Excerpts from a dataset
┌────────

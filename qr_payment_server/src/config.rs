use std::env;

use chrono::Duration;
use log::*;
use paypay_client::PayPayConfig;

const DEFAULT_QPG_HOST: &str = "127.0.0.1";
const DEFAULT_QPG_PORT: u16 = 8360;
const DEFAULT_POLL_INTERVAL_SECONDS: u64 = 5;
const DEFAULT_PAYMENT_TIMEOUT_SECONDS: i64 = 300;

#[derive(Clone, Debug)]
pub struct ServerConfig {
    pub host: String,
    pub port: u16,
    pub database_url: String,
    /// How often the status poller runs a reconciliation pass.
    pub poll_interval: std::time::Duration,
    /// How long a payment may stay `PENDING` before it expires, when the provider does not supply its own deadline.
    pub payment_timeout: Duration,
    /// PayPay Open Payment API credentials and endpoint.
    pub paypay: PayPayConfig,
}

impl Default for ServerConfig {
    fn default() -> Self {
        Self {
            host: DEFAULT_QPG_HOST.to_string(),
            port: DEFAULT_QPG_PORT,
            database_url: String::default(),
            poll_interval: std::time::Duration::from_secs(DEFAULT_POLL_INTERVAL_SECONDS),
            payment_timeout: Duration::seconds(DEFAULT_PAYMENT_TIMEOUT_SECONDS),
            paypay: PayPayConfig::default(),
        }
    }
}

impl ServerConfig {
    pub fn new(host: &str, port: u16) -> Self {
        Self { host: host.to_string(), port, ..Default::default() }
    }

    pub fn from_env_or_default() -> Self {
        let host = env::var("QPG_HOST").ok().unwrap_or_else(|| DEFAULT_QPG_HOST.into());
        let port = env::var("QPG_PORT")
            .map(|s| {
                s.parse::<u16>().unwrap_or_else(|e| {
                    error!(
                        "🪛️ {s} is not a valid port for QPG_PORT. {e} Using the default, {DEFAULT_QPG_PORT}, instead."
                    );
                    DEFAULT_QPG_PORT
                })
            })
            .ok()
            .unwrap_or(DEFAULT_QPG_PORT);
        let database_url = env::var("QPG_DATABASE_URL").unwrap_or_else(|_| {
            warn!("🪛️ QPG_DATABASE_URL is not set. Using the default.");
            String::default()
        });
        let poll_interval = env::var("QPG_POLL_INTERVAL_SECONDS")
            .ok()
            .and_then(|s| {
                s.parse::<u64>()
                    .map_err(|e| {
                        error!("🪛️ {s} is not a valid value for QPG_POLL_INTERVAL_SECONDS. {e} Using the default.");
                    })
                    .ok()
            })
            .map(std::time::Duration::from_secs)
            .unwrap_or_else(|| std::time::Duration::from_secs(DEFAULT_POLL_INTERVAL_SECONDS));
        let payment_timeout = env::var("QPG_PAYMENT_TIMEOUT_SECONDS")
            .ok()
            .and_then(|s| {
                s.parse::<i64>()
                    .map_err(|e| {
                        error!("🪛️ {s} is not a valid value for QPG_PAYMENT_TIMEOUT_SECONDS. {e} Using the default.");
                    })
                    .ok()
            })
            .map(Duration::seconds)
            .unwrap_or_else(|| Duration::seconds(DEFAULT_PAYMENT_TIMEOUT_SECONDS));
        let paypay = PayPayConfig::new_from_env_or_default();
        info!(
            "🪛️ Poller runs every {}s; payments time out after {}s unless the provider says otherwise.",
            poll_interval.as_secs(),
            payment_timeout.num_seconds()
        );
        Self { host, port, database_url, poll_interval, payment_timeout, paypay }
    }
}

└────────

§ **HOW TO COMPLETE THIS TASK**
Copy, from the data above, every line where the word "const" appears.

§ **SOLUTION FOR THIS EXERCISE**
const DEFAULT_QPG_HOST: &str = "127.0.0.1";
const DEFAULT_QPG_PORT: u16 = 8360;
const DEFAULT_POLL_INTERVAL_SECONDS: u64 = 5;
const DEFAULT_PAYMENT_TIMEOUT_SECONDS: i64 = 300;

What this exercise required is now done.